Even within the ventral/perception stream there are separate visual modules. Damage related to any one module can result in localised deficits such as recognition of faces or of landmarks in the spatial environment. A cluster of visual areas in the inferior temporal lobe are responsible for most of these modules. There is also modularity in the dorsal stream, in terms of the type of actions that are guided by particular regions of the parietal, with distinct systems for fast and slow eye movements, hand movements and whole body movements.

Blindsight: With the phenomenon of 'blindsight' patients have damage in the primary visual cortex V1. If V1 is not functioning, the relevant visual cells in the inferior temporal cortex remain silent regardless of what is presented to the eye. However, Larry Weiskrantz, an Oxford neuropsychologist, showed that patients with this conditions could nonetheless move their gaze towards objects that they could not consciously see, and later studies showed they could scale their grip, and rotate their wrist to grasp such objects. These blindsight abilities are mainly visuomotor. It is suggested that in these cases, signals from the eyes could go direct to the superior collicus, a midbrain structure that predates the evolution of the cortex, and thence to the dorsal stream. It is suggested that while the ventral stream depends entirely on activity in V1, there may be an alternative route for the dorsal stream. Studies have shown the dorsal stream to be active even when V1 is inactive. The patient, Dee Fletcher, is considered to be similar to blindsight patients, although in her case V1 is still active, which accounts for her still having conscious vision, albeit with impairments.

The authors ask why we appear to have evolved two partly independent visual systems. Visual perception provided by the ventral stream is seen as allowing us to plan and envisage the consequences of actions, and to file representations in long-term memory for future use. Motor control on the other hand requires immediate accurate information using a metric that correlates with the external world. In perception the metric is relative rather than absolute. Thus in a picture or film the actual size of the image doesn't matter, and we judge scale by the relative size of objects such as people or buildings. Thus the computation used for the absolute external accuracy of the motor system needs to be different from the relative computation of visual perception. The authors compare this to the present state of robotics, where human operators specify a required action, which the robot cannot determine, but without the operators specifying precise distances or movements, a metric which the robot can provide.

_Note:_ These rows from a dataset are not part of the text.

/// Payment (invoice) model
///
/// Payments are created by [`crate::billing`], which prices completed
/// sessions and marks them billed inside the same transaction. This module
/// only owns the row: insert, lookups, status changes and statistics.
///
/// Invoice numbers come from the `invoice_number_seq` sequence and are
/// formatted as `INV-000042`; the column carries a unique constraint.

use chrono::{DateTime, Utc};
use rust_decimal::Decimal;
use serde::{Deserialize, Serialize};
use sqlx::types::Json;
use sqlx::{PgConnection, PgPool};
use std::collections::BTreeMap;
use uuid::Uuid;

use super::SortOrder;

#[derive(Debug, Clone, Copy, PartialEq, Eq, Hash, PartialOrd, Ord, Serialize, Deserialize, sqlx::Type)]
#[sqlx(type_name = "payment_status", rename_all = "lowercase")]
#[serde(rename_all = "lowercase")]
pub enum PaymentStatus {
    Pending,
    Paid,
    Failed,
    Refunded,
    Void,
}

impl PaymentStatus {
    pub fn as_str(&self) -> &'static str {
        match self {
            PaymentStatus::Pending => "pending",
            PaymentStatus::Paid => "paid",
            PaymentStatus::Failed => "failed",
            PaymentStatus::Refunded => "refunded",
            PaymentStatus::Void => "void",
        }
    }
}

/// Invoice line derived from one session
#[derive(Debug, Clone, PartialEq, Serialize, Deserialize)]
#[serde(rename_all = "camelCase")]
pub struct LineItem {
    pub session_id: Uuid,
    pub description: String,
    /// Minutes
    pub duration: i32,
    /// Hourly rate
    pub rate: Decimal,
    pub amount: Decimal,
}

#[derive(Debug, Clone, Copy, PartialEq, Eq, Serialize, Deserialize)]
#[serde(rename_all = "snake_case")]
pub enum ReminderType {
    Email,
    Sms,
    InApp,
}

#[derive(Debug, Clone, PartialEq, Serialize, Deserialize)]
#[serde(rename_all = "camelCase")]
pub struct Reminder {
    pub sent_at: DateTime<Utc>,
    #[serde(rename = "type")]
    pub kind: ReminderType,
}

#[derive(Debug, Clone, Serialize, sqlx::FromRow)]
#[serde(rename_all = "camelCase")]
pub struct Payment {
    pub id: Uuid,
    pub organization_id: Uuid,
    pub coach_id: Uuid,
    pub session_ids: Vec<Uuid>,
    pub line_items: Json<Vec<LineItem>>,
    /// Subtotal before tax
    pub amount: Decimal,
    pub tax_amount: Decimal,
    pub total_amount: Decimal,
    pub currency: String,
    pub invoice_number: String,
    pub status: PaymentStatus,
    pub due_date: DateTime<Utc>,
    pub paid_at: Option<DateTime<Utc>>,
    pub period_start: Option<DateTime<Utc>>,
    pub period_end: Option<DateTime<Utc>>,
    pub invoice_url: Option<String>,
    pub notes: Option<String>,
    pub reminders_sent: Json<Vec<Reminder>>,
    pub created_by: Option<Uuid>,
    pub created_at: DateTime<Utc>,
    pub updated_at: DateTime<Utc>,
}

/// Fully priced invoice ready for insert
#[derive(Debug, Clone)]
pub struct NewPayment {
    pub organization_id: Uuid,
    pub coach_id: Uuid,
    pub session_ids: Vec<Uuid>,
    pub line_items: Vec<LineItem>,
    pub amount: Decimal,
    pub tax_amount: Decimal,
    pub total_amount: Decimal,
    pub currency: String,
    pub invoice_number: String,
    pub due_date: DateTime<Utc>,
    pub period_start: Option<DateTime<Utc>>,
    pub period_end: Option<DateTime<Utc>>,
    pub notes: Option<String>,
    pub created_by: Option<Uuid>,
}

/// Staff-side edits
#[derive(Debug, Clone, Default)]
pub struct PaymentChanges {
    pub status: Option<PaymentStatus>,
    pub invoice_url: Option<String>,
    pub paid_at: Option<DateTime<Utc>>,
    pub notes: Option<String>,
}

#[derive(Debug, Clone, Default)]
pub struct PaymentFilter {
    pub organization_id: Option<Uuid>,
    pub coach_id: Option<Uuid>,
    pub status: Option<PaymentStatus>,
    pub from: Option<DateTime<Utc>>,
    pub to: Option<DateTime<Utc>>,
}

/// Sort keys accepted by [`Payment::list`]
pub const PAYMENT_SORT_KEYS: &[(&str, &str)] = &[
    ("createdAt", "created_at"),
    ("dueDate", "due_date"),
    ("paidAt", "paid_at"),
    ("totalAmount", "total_amount"),
    ("invoiceNumber", "invoice_number"),
    ("status", "status"),
];

pub const PAYMENT_DEFAULT_SORT: SortOrder = SortOrder {
    column: "created_at",
    descending: true,
};

/// Count and sum of one status bucket
#[derive(Debug, Clone, Default, PartialEq, Serialize)]
pub struct StatusBucket {
    pub count: i64,
    pub total: Decimal,
}

#[derive(Debug, Clone, Default, PartialEq, Serialize)]
#[serde(rename_all = "camelCase")]
pub struct RevenueSummary {
    /// Sum of totals of paid invoices
    pub total_revenue: Decimal,
    pub total_amount: Decimal,
    pub total_tax: Decimal,
    pub average_payment: Decimal,
}

#[derive(Debug, Clone, Default, PartialEq, Serialize)]
#[serde(rename_all = "camelCase")]
pub struct PaymentStats {
    pub total: i64,
    pub by_status: BTreeMap<PaymentStatus, StatusBucket>,
    pub revenue: RevenueSummary,
}

/// `INV-` followed by the sequence value padded to six digits.
pub fn format_invoice_number(sequence: i64) -> String {
    format!("INV-{:06}", sequence)
}

const FILTER_CLAUSE: &str = r#"
    WHERE ($1::uuid IS NULL OR organization_id = $1)
      AND ($2::uuid IS NULL OR coach_id = $2)
      AND ($3::payment_status IS NULL OR status = $3)
      AND ($4::timestamptz IS NULL OR created_at >= $4)
      AND ($5::timestamptz IS NULL OR created_at <= $5)
"#;

impl Payment {
    /// Draws the next invoice number from the sequence.
    pub async fn next_invoice_number(conn: &mut PgConnection) -> Result<String, sqlx::Error> {
        let value: i64 = sqlx::query_scalar("SELECT nextval('invoice_number_seq')")
            .fetch_one(conn)
            .await?;

        Ok(format_invoice_number(value))
    }

    /// Inserts on an open connection so the caller can bundle it with the
    /// session updates.
    pub async fn insert(conn: &mut PgConnection, data: NewPayment) -> Result<Self, sqlx::Error> {
        sqlx::query_as::<_, Payment>(
            r#"
            INSERT INTO payments (
                organization_id, coach_id, session_ids, line_items,
                amount, tax_amount, total_amount, currency, invoice_number,
                due_date, period_start, period_end, notes, created_by
            )
            VALUES ($1, $2, $3, $4, $5, $6, $7, $8, $9, $10, $11, $12, $13, $14)
            RETURNING *
            "#,
        )
        .bind(data.organization_id)
        .bind(data.coach_id)
        .bind(data.session_ids)
        .bind(Json(data.line_items))
        .bind(data.amount)
        .bind(data.tax_amount)
        .bind(data.total_amount)
        .bind(data.currency)
        .bind(data.invoice_number)
        .bind(data.due_date)
        .bind(data.period_start)
        .bind(data.period_end)
        .bind(data.notes)
        .bind(data.created_by)
        .fetch_one(conn)
        .await
    }

    pub async fn find_by_id(pool: &PgPool, id: Uuid) -> Result<Option<Self>, sqlx::Error> {
        sqlx::query_as::<_, Payment>("SELECT * FROM payments WHERE id = $1")
            .bind(id)
            .fetch_optional(pool)
            .await
    }

    /// `organization_id: None` searches every tenant
    pub async fn find_in_organization(
        pool: &PgPool,
        id: Uuid,
        organization_id: Option<Uuid>,
    ) -> Result<Option<Self>, sqlx::Error> {
        sqlx::query_as::<_, Payment>(
            "SELECT * FROM payments WHERE id = $1 AND ($2::uuid IS NULL OR organization_id = $2)",
        )
        .bind(id)
        .bind(organization_id)
        .fetch_optional(pool)
        .await
    }

    /// Applies staff edits. Moving to `paid` stamps `paid_at` with now unless
    /// one is given.
    pub async fn update(
        conn: &mut PgConnection,
        id: Uuid,
        changes: PaymentChanges,
    ) -> Result<Option<Self>, sqlx::Error> {
        sqlx::query_as::<_, Payment>(
            r#"
            UPDATE payments SET
                status = COALESCE($2, status),
                invoice_url = COALESCE($3, invoice_url),
                paid_at = CASE
                    WHEN $4::timestamptz IS NOT NULL THEN $4
                    WHEN $2 = 'paid'::payment_status AND paid_at IS NULL THEN NOW()
                    ELSE paid_at
                END,
                notes = COALESCE($5, notes)
            WHERE id = $1
            RETURNING *
            "#,
        )
        .bind(id)
        .bind(changes.status)
        .bind(changes.invoice_url)
        .bind(changes.paid_at)
        .bind(changes.notes)
        .fetch_optional(conn)
        .await
    }

    /// Appends to `reminders_sent`.
    pub async fn add_reminder(
        pool: &PgPool,
        id: Uuid,
        reminder: &Reminder,
    ) -> Result<Option<Self>, sqlx::Error> {
        sqlx::query_as::<_, Payment>(
            r#"
            UPDATE payments SET reminders_sent = reminders_sent || jsonb_build_array($2::jsonb)
            WHERE id = $1
            RETURNING *
            "#,
        )
        .bind(id)
        .bind(Json(reminder))
        .fetch_optional(pool)
        .await
    }

    pub async fn list(
        pool: &PgPool,
        filter: &PaymentFilter,
        sort: SortOrder,
        limit: i64,
        offset: i64,
    ) -> Result<Vec<Self>, sqlx::Error> {
        let query = format!(
            "SELECT * FROM payments {} ORDER BY {} LIMIT $6 OFFSET $7",
            FILTER_CLAUSE,
            sort.to_sql()
        );

        sqlx::query_as::<_, Payment>(&query)
            .bind(filter.organization_id)
            .bind(filter.coach_id)
            .bind(filter.status)
            .bind(filter.from)
            .bind(filter.to)
            .bind(limit)
            .bind(offset)
            .fetch_all(pool)
            .await
    }

    pub async fn count(pool: &PgPool, filter: &PaymentFilter) -> Result<i64, sqlx::Error> {
        let query = format!("SELECT COUNT(*) FROM payments {}", FILTER_CLAUSE);

        sqlx::query_scalar(&query)
            .bind(filter.organization_id)
            .bind(filter.coach_id)
            .bind(filter.status)
            .bind(filter.from)
            .bind(filter.to)
            .fetch_one(pool)
            .await
    }

    /// Every matching payment, newest first, for exports.
    pub async fn list_all(pool: &PgPool, filter: &PaymentFilter) -> Result<Vec<Self>, sqlx::Error> {
        let query = format!(
            "SELECT * FROM payments {} ORDER BY created_at DESC, id DESC",
            FILTER_CLAUSE
        );

        sqlx::query_as::<_, Payment>(&query)
            .bind(filter.organization_id)
            .bind(filter.coach_id)
            .bind(filter.status)
            .bind(filter.from)
            .bind(filter.to)
            .fetch_all(pool)
            .await
    }

    /// Per-status buckets plus revenue totals.
    pub async fn stats(pool: &PgPool, filter: &PaymentFilter) -> Result<PaymentStats, sqlx::Error> {
        let query = format!(
            r#"
            SELECT status, COUNT(*), COALESCE(SUM(total_amount), 0),
                   COALESCE(SUM(amount), 0), COALESCE(SUM(tax_amount), 0)
            FROM payments {}
            GROUP BY status
            "#,
            FILTER_CLAUSE
        );

        let rows: Vec<(PaymentStatus, i64, Decimal, Decimal, Decimal)> = sqlx::query_as(&query)
            .bind(filter.organization_id)
            .bind(filter.coach_id)
            .bind(filter.status)
            .bind(filter.from)
            .bind(filter.to)
            .fetch_all(pool)
            .await?;

        Ok(summarize(rows))
    }
}

/// Folds `(status, count, total, amount, tax)` rows into [`PaymentStats`].
pub fn summarize(rows: Vec<(PaymentStatus, i64, Decimal, Decimal, Decimal)>) -> PaymentStats {
    let mut stats = PaymentStats::default();

    for (status, count, total, amount, tax) in rows {
        stats.total += count;
        stats.revenue.total_amount += amount;
        stats.revenue.total_tax += tax;
        if status == PaymentStatus::Paid {
            stats.revenue.total_revenue += total;
        }
        stats.by_status.insert(status, StatusBucket { count, total });
    }

    if stats.total > 0 {
        let grand_total: Decimal = stats.by_status.values().map(|b| b.total).sum();
        stats.revenue.average_payment = (grand_total / Decimal::from(stats.total)).round_dp(2);
    }

    stats
}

Spatiotemporal Dynamics of Synchronous Activity across the Visual Cortex

Charles Gray & Baldwin Goodell, Dept. of Cell Biology & Neuroscience, Montana University

In:- The Dynamic Brain – Eds. Mingzhou Ding & Dennis Glanzman - Oxford University Press (2011)

Neural activity appears noisy and unreliable, but is able to support a complex repertoire of behaviour. Neurons receive inputs from tens of thousands of synapses that are both probabilistic and subject to change. These neurons are organised in networks with a high degree of feedback. The behaviour of individual neurons is characterised by variability of response to the same or continuous signals. Simpler systems outside the brain that are organised on these principles are also characterised by hard to predict outcomes.

The authors have used newly developed instrumentation to measure local field fluctuations that show stimulus-dependent synchrony between several areas of the visual cortex. They show that synchronous assembles can form and dissolve rapidly, follow complex trajectories and varying their spatial distribution over a wide range of frequencies. On the basis of a large body of evidence, the authors consider that spatially distributed synchronous patterns are fundamental in cognitive functioning, correlate with sensory input, and are robust and widespread. Cognitive and perceptual processes involve large spatially distributed and synchronous patterns within and between areas of the cortex. These patterns are shifting, transient, occur in multiple frequency bands and are temporally correlated to sensory input and behavioural output. In the period of a few hundred milliseconds, numbers of synchronous networks can form, disappear and reassemble.